Sie bemerkte seine Unsicherheit und erklärte, dass sie verstehe, dass ihm als Jungen, Derartiges unbekannt sei, aber er solle es mal seiner Mutter geben, die wisse sicher was damit anzufangen und schob die Erklärung hinterher, es wäre ein Schaumlöffel, den sie beim Kochen sicher dringend benötigen würde.

Die Unkenntnis dieser Frau, was ihre Lebensverhältnisse betraf, berührte ihn, aber er genierte sich ihr zu erklären, dass sie weder was zu essen hätten, bei dem man einen Schaumlöffel gebrauchen könne, noch überhaupt eine Küche besaßen.

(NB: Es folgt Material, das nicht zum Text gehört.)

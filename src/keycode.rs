//! Virtual key definitions.
//!
//! Only the keys the overlay cares about get a variant: anything that can be
//! shown as a keystroke label, the modifiers, and Escape. Everything else is
//! carried as [`Key::Unknown`] with the raw platform code.

use crate::state::{MASK_ALT, MASK_CTRL, MASK_META, MASK_SHIFT};

/// Virtual key codes for keyboard keys.
#[derive(Debug, Clone, Copy, PartialEq, Eq, Hash)]
#[cfg_attr(feature = "serde", derive(serde::Serialize, serde::Deserialize))]
pub enum Key {
    KeyA,
    KeyB,
    KeyC,
    KeyD,
    KeyE,
    KeyF,
    KeyG,
    KeyH,
    KeyI,
    KeyJ,
    KeyK,
    KeyL,
    KeyM,
    KeyN,
    KeyO,
    KeyP,
    KeyQ,
    KeyR,
    KeyS,
    KeyT,
    KeyU,
    KeyV,
    KeyW,
    KeyX,
    KeyY,
    KeyZ,

    Num0,
    Num1,
    Num2,
    Num3,
    Num4,
    Num5,
    Num6,
    Num7,
    Num8,
    Num9,

    F1,
    F2,
    F3,
    F4,
    F5,
    F6,
    F7,
    F8,
    F9,
    F10,
    F11,
    F12,

    ShiftLeft,
    ShiftRight,
    ControlLeft,
    ControlRight,
    AltLeft,
    AltRight,
    MetaLeft, // Windows/Command/Super
    MetaRight,

    Escape,
    Tab,
    CapsLock,
    Space,
    Enter,
    Backspace,
    Delete,
    Home,
    End,
    PageUp,
    PageDown,
    ArrowUp,
    ArrowDown,
    ArrowLeft,
    ArrowRight,

    Grave,
    Minus,
    Equal,
    BracketLeft,
    BracketRight,
    Backslash,
    Semicolon,
    Quote,
    Comma,
    Period,
    Slash,

    /// Unknown key with the raw platform code.
    Unknown(u32),
}

const LETTERS: [Key; 26] = [
    Key::KeyA,
    Key::KeyB,
    Key::KeyC,
    Key::KeyD,
    Key::KeyE,
    Key::KeyF,
    Key::KeyG,
    Key::KeyH,
    Key::KeyI,
    Key::KeyJ,
    Key::KeyK,
    Key::KeyL,
    Key::KeyM,
    Key::KeyN,
    Key::KeyO,
    Key::KeyP,
    Key::KeyQ,
    Key::KeyR,
    Key::KeyS,
    Key::KeyT,
    Key::KeyU,
    Key::KeyV,
    Key::KeyW,
    Key::KeyX,
    Key::KeyY,
    Key::KeyZ,
];

const DIGITS: [Key; 10] = [
    Key::Num0,
    Key::Num1,
    Key::Num2,
    Key::Num3,
    Key::Num4,
    Key::Num5,
    Key::Num6,
    Key::Num7,
    Key::Num8,
    Key::Num9,
];

const FUNCTION_KEYS: [Key; 12] = [
    Key::F1,
    Key::F2,
    Key::F3,
    Key::F4,
    Key::F5,
    Key::F6,
    Key::F7,
    Key::F8,
    Key::F9,
    Key::F10,
    Key::F11,
    Key::F12,
];

impl Key {
    /// Letter key for `index` 0..26 (`A`..`Z`).
    pub fn letter(index: usize) -> Option<Key> {
        LETTERS.get(index).copied()
    }

    /// Top-row digit key for `digit` 0..10.
    pub fn digit(digit: usize) -> Option<Key> {
        DIGITS.get(digit).copied()
    }

    /// Function key `F{n}` for `n` 1..=12.
    pub fn function(n: usize) -> Option<Key> {
        n.checked_sub(1).and_then(|i| FUNCTION_KEYS.get(i).copied())
    }

    /// Check if this is a modifier key.
    pub fn is_modifier(&self) -> bool {
        self.modifier_mask() != 0
    }

    /// The modifier mask bit this key toggles, or 0.
    pub fn modifier_mask(&self) -> u32 {
        match self {
            Key::ShiftLeft | Key::ShiftRight => MASK_SHIFT,
            Key::ControlLeft | Key::ControlRight => MASK_CTRL,
            Key::AltLeft | Key::AltRight => MASK_ALT,
            Key::MetaLeft | Key::MetaRight => MASK_META,
            _ => 0,
        }
    }

    /// Short label for on-screen keystroke display.
    pub fn label(&self) -> String {
        if let Some(i) = LETTERS.iter().position(|k| k == self) {
            return char::from(b'A' + i as u8).to_string();
        }
        if let Some(i) = DIGITS.iter().position(|k| k == self) {
            return i.to_string();
        }
        if let Some(i) = FUNCTION_KEYS.iter().position(|k| k == self) {
            return format!("F{}", i + 1);
        }
        let label = match self {
            Key::ShiftLeft | Key::ShiftRight => "Shift",
            Key::ControlLeft | Key::ControlRight => "Ctrl",
            Key::AltLeft | Key::AltRight => "Alt",
            Key::MetaLeft | Key::MetaRight => "Meta",
            Key::Escape => "Esc",
            Key::Tab => "Tab",
            Key::CapsLock => "Caps",
            Key::Space => "Space",
            Key::Enter => "Enter",
            Key::Backspace => "Backspace",
            Key::Delete => "Del",
            Key::Home => "Home",
            Key::End => "End",
            Key::PageUp => "PgUp",
            Key::PageDown => "PgDn",
            Key::ArrowUp => "Up",
            Key::ArrowDown => "Down",
            Key::ArrowLeft => "Left",
            Key::ArrowRight => "Right",
            Key::Grave => "`",
            Key::Minus => "-",
            Key::Equal => "=",
            Key::BracketLeft => "[",
            Key::BracketRight => "]",
            Key::Backslash => "\\",
            Key::Semicolon => ";",
            Key::Quote => "'",
            Key::Comma => ",",
            Key::Period => ".",
            Key::Slash => "/",
            Key::Unknown(code) => return format!("#{code}"),
            _ => "?",
        };
        label.to_string()
    }
}

impl Default for Key {
    fn default() -> Self {
        Key::Unknown(0)
    }
}

#[cfg(test)]
mod tests {
    use super::*;

    #[test]
    fn test_labels() {
        assert_eq!(Key::KeyK.label(), "K");
        assert_eq!(Key::Num7.label(), "7");
        assert_eq!(Key::F11.label(), "F11");
        assert_eq!(Key::Escape.label(), "Esc");
        assert_eq!(Key::Unknown(200).label(), "#200");
    }

    #[test]
    fn test_modifier_detection() {
        assert!(Key::ShiftRight.is_modifier());
        assert_eq!(Key::MetaLeft.modifier_mask(), MASK_META);
        assert!(!Key::KeyA.is_modifier());
    }

    #[test]
    fn test_constructors() {
        assert_eq!(Key::letter(25), Some(Key::KeyZ));
        assert_eq!(Key::letter(26), None);
        assert_eq!(Key::digit(0), Some(Key::Num0));
        assert_eq!(Key::function(12), Some(Key::F12));
        assert_eq!(Key::function(0), None);
    }
}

Er überlegte angestrengt, ob er so einen Schaumlöffel schon früher bei den Omas in Stolp gesehen hatte, konnte sich aber im Augenblick an rein gar nichts mehr entsinnen. Aus reiner Verlegenheit betrachtete er den Schaumlöffel weiter ganz genau, obwohl an diesem simplen Teil nichts gab, was noch neu zu entdecken wäre. Die anderen Jungs hatten sich längst verdrückt, aber er stand noch immer neben dieser Frau, die auch noch äußerst angenehm roch.

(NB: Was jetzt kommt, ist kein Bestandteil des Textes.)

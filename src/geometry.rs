//! Plain 2D geometry shared by every coordinate space.
//!
//! The types carry no notion of which space they live in; see [`crate::coords`]
//! for the conversions and the conventions each space uses.

/// A point.
#[derive(Debug, Clone, Copy, PartialEq, Default)]
#[cfg_attr(feature = "serde", derive(serde::Serialize, serde::Deserialize))]
pub struct Point {
    pub x: f64,
    pub y: f64,
}

impl Point {
    pub const ORIGIN: Point = Point { x: 0.0, y: 0.0 };

    pub const fn new(x: f64, y: f64) -> Self {
        Self { x, y }
    }

    /// Euclidean distance to `other`.
    pub fn distance_to(&self, other: Point) -> f64 {
        (self.x - other.x).hypot(self.y - other.y)
    }

    /// Component-wise difference `self - other`.
    pub fn offset_from(&self, other: Point) -> Point {
        Point::new(self.x - other.x, self.y - other.y)
    }

    /// Whether both components are finite.
    pub fn is_finite(&self) -> bool {
        self.x.is_finite() && self.y.is_finite()
    }
}

/// A width/height pair.
#[derive(Debug, Clone, Copy, PartialEq, Default)]
#[cfg_attr(feature = "serde", derive(serde::Serialize, serde::Deserialize))]
pub struct Size {
    pub width: f64,
    pub height: f64,
}

impl Size {
    pub const fn new(width: f64, height: f64) -> Self {
        Self { width, height }
    }
}

/// An axis-aligned rectangle anchored at its minimum corner.
///
/// In hook space the minimum corner is the top-left; in virtual-desktop
/// space it is the bottom-left.
#[derive(Debug, Clone, Copy, PartialEq, Default)]
#[cfg_attr(feature = "serde", derive(serde::Serialize, serde::Deserialize))]
pub struct Rect {
    /// Minimum x coordinate.
    pub x: f64,
    /// Minimum y coordinate.
    pub y: f64,
    /// Width in points.
    pub width: f64,
    /// Height in points.
    pub height: f64,
}

impl Rect {
    pub const fn new(x: f64, y: f64, width: f64, height: f64) -> Self {
        Self {
            x,
            y,
            width,
            height,
        }
    }

    /// Rectangle at the origin with the given size.
    pub const fn from_size(size: Size) -> Self {
        Self::new(0.0, 0.0, size.width, size.height)
    }

    pub fn origin(&self) -> Point {
        Point::new(self.x, self.y)
    }

    pub fn size(&self) -> Size {
        Size::new(self.width, self.height)
    }

    pub fn max_x(&self) -> f64 {
        self.x + self.width
    }

    pub fn max_y(&self) -> f64 {
        self.y + self.height
    }

    pub fn center(&self) -> Point {
        Point::new(self.x + self.width / 2.0, self.y + self.height / 2.0)
    }

    /// Check whether a point is inside this rectangle (half-open on the max edges).
    pub fn contains(&self, point: Point) -> bool {
        point.x >= self.x && point.y >= self.y && point.x < self.max_x() && point.y < self.max_y()
    }

    /// Whether a circle of `radius` around `center` overlaps this rectangle.
    pub fn intersects_circle(&self, center: Point, radius: f64) -> bool {
        let nearest_x = center.x.clamp(self.x, self.max_x());
        let nearest_y = center.y.clamp(self.y, self.max_y());
        center.distance_to(Point::new(nearest_x, nearest_y)) <= radius.max(0.0)
    }
}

Ihr schien durch die zögernde Entgegennahme der Geschenke mittlerweile bewusstzuwerden, dass sie offenbar in eine andere Welt eingetaucht war. Das schien sie zu überfordern, sodass sie auf einmal etwas murmelnd und den überraschten über den Kopf streichend zu erst langsam und dann immer schneller werdend davon ging. Er hörte ihre sich entfernenden Schritte genau, wagte aber nicht aufzusehen.

Jetzt wo sie weg war, fiel ihm wieder ein, an was ihn an dem Teil, das sie Schaumlöffel nannte, erinnerte. Es war nichts aus einer Küche, sondern es erinnerte ihn an die Gasmaske der Soldaten. Schon oft hatte er mit anderen Jungs eine auseinandergenommen und auch aufgesetzt um die Mädchen zu erschrecken. Und die Filter dieser Gasmasken sahen genau so aus wie der Schaumlöffel, denn aus so einem war er gemacht worden, das war für ihn jetzt klar.

Er setzte sich auf die kleine Mauer vor der Schule und hielt sich den Schaumlöffel vor den Mund und blies dadurch und stellte sich vor, es wäre eine Gasmaske und er wäre ein Soldat. Nachdem er eine Weile so vor sich hin gespielt hatte, nahm er den Schaumlöffel und ließ ihn über seinen Kopf kreisen und schmetterte ihn dann mit Schwung über den Zahn in den dahinter stehenden Apfelbaum, sodass die unter ihm im Gras kratzenden Hühner mit empörten Gegacker davon stoben. Danach fühlte er sich bedeutend besser. Das Stück Seife steckte er in die Hosentasche. Er nahm sich vor, es bei nächster Gelegenheit vielleicht zu benutzen.